Third, a ministry of finance will be more confident about allocating additional resources if the ministry of health provides evidence that it is already making good use of its existing resources. A finance ministry may concede that the health ministry requires additional funding, but may be reluctant to allocate additional funds if it knows or perceives, for example, that public health facilities are irregularly staffed or underused; that there has been under-expenditure in the health budget in previous years; or that there are inefficiencies in procurement or cases of waste and corruption. The World Health Organization (WHO) notes that around 20–40% of health expenditure globally could be freed up through eliminating 10 preventable sources of waste and inefficiency in the health sector (Box 4).22 A World Bank report estimated that in Cambodia savings could exceed US$ 50 million a year or one-third of government health spending (the equivalent of 0.4% of gross domestic product), through more efficient purchasing of pharmaceuticals, medical equipment and supplies.23

Box 4. Ten leading sources of inefficiency in health systems.

Medicines

  • Underuse of generics and higher than necessary prices for medicines

  • Use of substandard and counterfeit medicines

  • Inappropriate and ineffective use

Health-care services

  • Overuse or undersupply of equipment, investigations and procedures

  • Inappropriate hospital admissions and length of stay

  • Inappropriate hospital size (low use of infrastructure)

  • Medical errors and suboptimal quality of care

Broader health system

  • Health workers: inappropriate or costly staff mix, unmotivated workers

  • Health system leakages: waste, corruption and fraud

  • Health interventions: inefficient mix/inappropriate level of strategies

Source: World health report 2010.22

Fourth, the ministry of health can make a stronger case if it can specifically demonstrate that the requested expenditure is part of a coherent investment plan, with resources allocated strategically to where they will achieve the highest impact and value for money. The ministry of finance will expect an accurate and transparent estimate of various costs, including the capital costs, recurrent costs and, most importantly, opportunity costs – that is, what benefits are being foregone if the health ministry’s recommended intervention is adopted, including the cost of doing nothing.24 Interventions that simultaneously achieve both efficiency and equity in women’s, children’s and adolescents’ health, as has been the case in Cambodia,25 are particularly convincing to a ministry of finance. It also helps their case if health ministry officials can explain, for example, that while the unit costs of expanding antenatal care or immunization to remote and rural areas may be increasing, the cost–effectiveness of those interventions could also be increasing if the burden of disease or risk factors are higher in such areas. Some investment plans fail to apply the lesson that investing in preventive maintenance, for example of a cold-chain supply for immunizations, often yields a much higher economic return than investing in new capital equipment.

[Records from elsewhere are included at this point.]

use aws_sdk_dynamodb::Client as DynamoClient;
use lambda_http::{http::StatusCode, Body, Error, Response};
use serde::Deserialize;

use taskforge_atoms::error::{error_response, ApiError};
use taskforge_atoms::tasks::model::Task;
use taskforge_atoms::tasks::service::{put_tasks_batch, TRANSACT_MAX_ITEMS};
use taskforge_atoms::users::service::list_developers;

use crate::gemini::GeminiClient;
use crate::parse;
use crate::prompt;

#[derive(Debug, Deserialize)]
pub struct SrsPayload {
    pub srs_text: String,
    pub project_id: String,
}

/// POST /admin/generate-tasks - break an SRS document into a batch of
/// unapproved tasks and persist them atomically.
pub async fn generate_tasks(
    dynamo: &DynamoClient,
    gemini: &GeminiClient,
    table_name: &str,
    admin_email: &str,
    body: &[u8],
) -> Result<Response<Body>, Error> {
    let req: SrsPayload = match serde_json::from_slice(body) {
        Ok(p) => p,
        Err(e) => return error_response(&ApiError::Validation(format!("Invalid body: {}", e))),
    };

    let developers = match list_developers(dynamo, table_name).await {
        Ok(d) => d,
        Err(e) => return error_response(&e),
    };

    let rendered = prompt::build_prompt(&req.srs_text, &developers);
    tracing::info!(
        "Sending SRS prompt to Gemini ({} developers in roster)",
        developers.len()
    );

    let raw = match gemini.generate_content(&rendered).await {
        Ok(text) => text,
        Err(e) => return error_response(&e),
    };

    let drafts = match parse::parse_generated_tasks(&raw) {
        Ok(d) => d,
        Err(e) => {
            tracing::error!("Gemini response was not a valid JSON task array");
            return error_response(&e);
        }
    };

    // One transaction is the whole atomicity story; a batch past the
    // DynamoDB ceiling cannot be committed all-or-nothing, so it is
    // rejected before any write.
    if drafts.len() > TRANSACT_MAX_ITEMS {
        return error_response(&ApiError::InvalidAiResponse(format!(
            "{} tasks exceed the {}-item batch limit",
            drafts.len(),
            TRANSACT_MAX_ITEMS
        )));
    }

    let tasks: Vec<Task> = drafts
        .into_iter()
        .map(|draft| parse::build_task(draft, &req.project_id, admin_email))
        .collect();

    if let Err(e) = put_tasks_batch(dynamo, table_name, &tasks).await {
        return error_response(&e);
    }

    tracing::info!("Generated and saved {} tasks from SRS", tasks.len());

    Ok(Response::builder()
        .status(StatusCode::OK)
        .header("Content-Type", "application/json")
        .header("Access-Control-Allow-Origin", "*")
        .body(
            serde_json::json!({
                "message": format!("Successfully generated and saved {} tasks.", tasks.len()),
                "tasks": tasks,
            })
            .to_string()
            .into(),
        )
        .map_err(Box::new)?)
}

/// GET /admin/list-models - the generateContent-capable models visible to
/// the configured API key.
pub async fn list_models(gemini: &GeminiClient) -> Result<Response<Body>, Error> {
    let models = match gemini.list_models().await {
        Ok(m) => m,
        Err(e) => return error_response(&e),
    };

    Ok(Response::builder()
        .status(StatusCode::OK)
        .header("Content-Type", "application/json")
        .header("Access-Control-Allow-Origin", "*")
        .body(serde_json::json!({"models": models}).to_string().into())
        .map_err(Box::new)?)
}

#[cfg(test)]
mod tests {
    use super::*;

    #[test]
    fn srs_payload_requires_both_fields() {
        let ok: SrsPayload =
            serde_json::from_str(r#"{"srs_text": "Build X", "project_id": "p-1"}"#).unwrap();
        assert_eq!(ok.project_id, "p-1");

        assert!(serde_json::from_str::<SrsPayload>(r#"{"srs_text": "Build X"}"#).is_err());
    }
}
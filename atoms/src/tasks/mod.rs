pub mod http;
pub mod model;
pub mod service;

pub use model::{CreateTaskPayload, Task, TaskPriority, TaskStatus, UpdateStatusPayload};
pub use service::*;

Fifth, ministries of finance are usually interested in saving money and reducing costs. Health ministries can therefore help their case if they demonstrate that expenditure on health is not just cost–effective but can also be cost-saving to government and to households. For example, reducing unintended pregnancies through expanded coverage of modern family planning methods is estimated to save US$ 5.1 billion globally that would otherwise be required to provide the recommended care to pregnant women and newborns.13 In another example, every 26 days the United States of America saves the total amount of its original contribution to the campaign to eradicate smallpox, because it no longer has to vaccinate against or treat the disease.26 Even though many governments currently allocate only relatively small amounts to the health sector, ministries of finance are aware that health-sector expenditure can increase faster than economic growth, inflation and government revenues, and may become financially unsustainable. It is therefore prudent for health ministries to show in their budget submissions that they include cost-saving interventions, when these are warranted on health grounds, and that they are also alert to the need to avoid unproductive and financially unsustainable cost escalation over the longer term.27

Sixth, it helps if health ministries can argue when and how market failures in health require public expenditure. Market failures occur when markets do not allocate resources in a way that maximizes overall welfare. In the health sector, this can justify public expenditure, for example on disease surveillance, which the private sector has little commercial incentive to provide, or on communicable diseases, which affect others beyond the immediate patient paying for a service. Well-targeted public expenditure is justified to correct significant market failures, although this does not necessarily mean public provision (that is, government directly providing the service), and this can run the risk of government failures in provision, including waste and inefficiency.28 The ministry of finance, however, may still be unwilling to allocate additional resources to the government health sector if this duplicates, or displaces, the existing role of the private sector which, if it is well regulated, is capable of supporting health and social outcomes. Having an up-to-date national health account that maps the sources and uses of health financing from all sectors, including the private sector, enables health ministries to demonstrate to the ministry of finance where, and why, there are gaps in public provision. Cambodia provides a good example of how national health accounts can strengthen the evidence base to drive policy discussions and prioritization and allocation of resources.29

Seventh, an effective health funding proposal is one that identifies, and where possible quantifies, where there are mutual gains for both the ministry of finance and the ministry of health. Increasing taxation on tobacco – recently described as the “single best health policy in the world”30 – is one example. That is because raising the excise duty on tobacco reduces health risks through reducing consumption while at the same time expanding the financial resources for the ministry of finance (through increased tax revenue) and for the ministry of health (through reduced expenditure on tobacco-related disease).31 WHO has estimated that a 50% increase in tobacco excise taxes would generate US$ 1.42 billion in additional funds in the 22 low-income countries for which data are available.22 If all of these funds were allocated to health, it would allow government health spending to increase by more than 25% in several countries. Analysis shows that raising excise duties on tobacco is not regressive (that is, disproportionately affecting the poor) over the medium to long term: a claim often made by the tobacco industry lobby and sometimes by finance ministries.31 The ministry of health is also in a good position to demonstrate to the finance ministry and other financial decision-makers the mutual benefits to other sectors of investing in women’s, children’s and adolescents’ health: for example, the potential for improved school attendance, educational achievement and worker productivity.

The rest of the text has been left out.